Tuesday, June 11, 2024

My Predictions For the 2024 Emmy Nominations, Week 1, Part 2: Outstanding Lead Actor in a Drama

 

No one from last year is eligible; indeed, none of the major contenders going back three years will be eligible. Therefore this category will be full entirely on new faces.

I’m basically in accord with four of the heavy favorites for nominations this year. I haven’t seen three of the series that may have the most likely contenders, though that will probably change within the next few weeks. So among my nominees will be two slight longshots who have nevertheless gotten Best Actor nominations from other critical groups and may very well do so later.

So let’s get started.

 

Cosmo Jarvis, Shogun

Blackthorne is the only white character in Shogun but he is anything but a white savior.

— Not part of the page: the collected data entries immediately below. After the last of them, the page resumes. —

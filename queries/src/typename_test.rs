use super::*;

#[test]
fn typename_serializes_to_graphql_type_name() {
    assert_eq!(serde_json::to_string(&CreateExperiment::default()).unwrap(), "\"CreateExperiment\"");
    assert_eq!(serde_json::to_string(&NimbusExperimentType::default()).unwrap(), "\"NimbusExperimentType\"");
    assert_eq!(
        serde_json::to_string(&NimbusConfigurationType::default()).unwrap(),
        "\"NimbusConfigurationType\""
    );
    assert_eq!(serde_json::to_string(&NimbusLabelValueType::default()).unwrap(), "\"NimbusLabelValueType\"");
    assert_eq!(
        serde_json::to_string(&NimbusFeatureConfigType::default()).unwrap(),
        "\"NimbusFeatureConfigType\""
    );
    assert_eq!(serde_json::to_string(&NimbusProbeSetType::default()).unwrap(), "\"NimbusProbeSetType\"");
}

#[test]
fn typename_accepts_its_own_literal() {
    let tag: NimbusProbeSetType = serde_json::from_str("\"NimbusProbeSetType\"").unwrap();
    assert_eq!(tag, NimbusProbeSetType::NimbusProbeSetType);
}

#[test]
fn typename_rejects_other_literal() {
    assert!(serde_json::from_str::<NimbusProbeSetType>("\"NimbusLabelValueType\"").is_err());
}

#[test]
fn typename_rejects_case_mismatch() {
    assert!(serde_json::from_str::<CreateExperiment>("\"createExperiment\"").is_err());
}

#[test]
fn typename_rejects_null() {
    assert!(serde_json::from_str::<NimbusExperimentType>("null").is_err());
}

#[test]
fn typename_rejects_enum_object_form() {
    let from_value = serde_json::from_value::<CreateExperiment>(serde_json::json!({"CreateExperiment": null}));
    assert!(from_value.is_err());
    let from_str = serde_json::from_str::<NimbusLabelValueType>(r#"{"NimbusLabelValueType": null}"#);
    assert!(from_str.is_err());
}

#[test]
fn typename_mismatch_names_expected_literal() {
    let err = NimbusProbeSetType::try_from("NimbusLabelValueType".to_owned()).unwrap_err();
    assert_eq!(err.expected, "NimbusProbeSetType");
    assert!(err.to_string().contains("NimbusLabelValueType"));
}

Jarvis took a character that Richard Chamberlain immortalized forty years ago and not only made it his own but made it so you couldn’t imaging another person playing him. His work as Blackthorne was one of the most brilliant pieces of work in the series because it was radical to have the only white character be by far the most savage and frequently the most clueless to the manipulations around him. Understandably Jarvis was overshadowed by the incredible work of his co-lead in this series but it was nevertheless an absolutely riveting piece of dramatic and brutal work. The move of Shogun to Best Drama has helped his chance of an Emmy nomination the most of any actor in the series; given the caliber of nominees in Limited Series, his chances were remote. Now it looks like he’s rising fast and I think we’re all good with that.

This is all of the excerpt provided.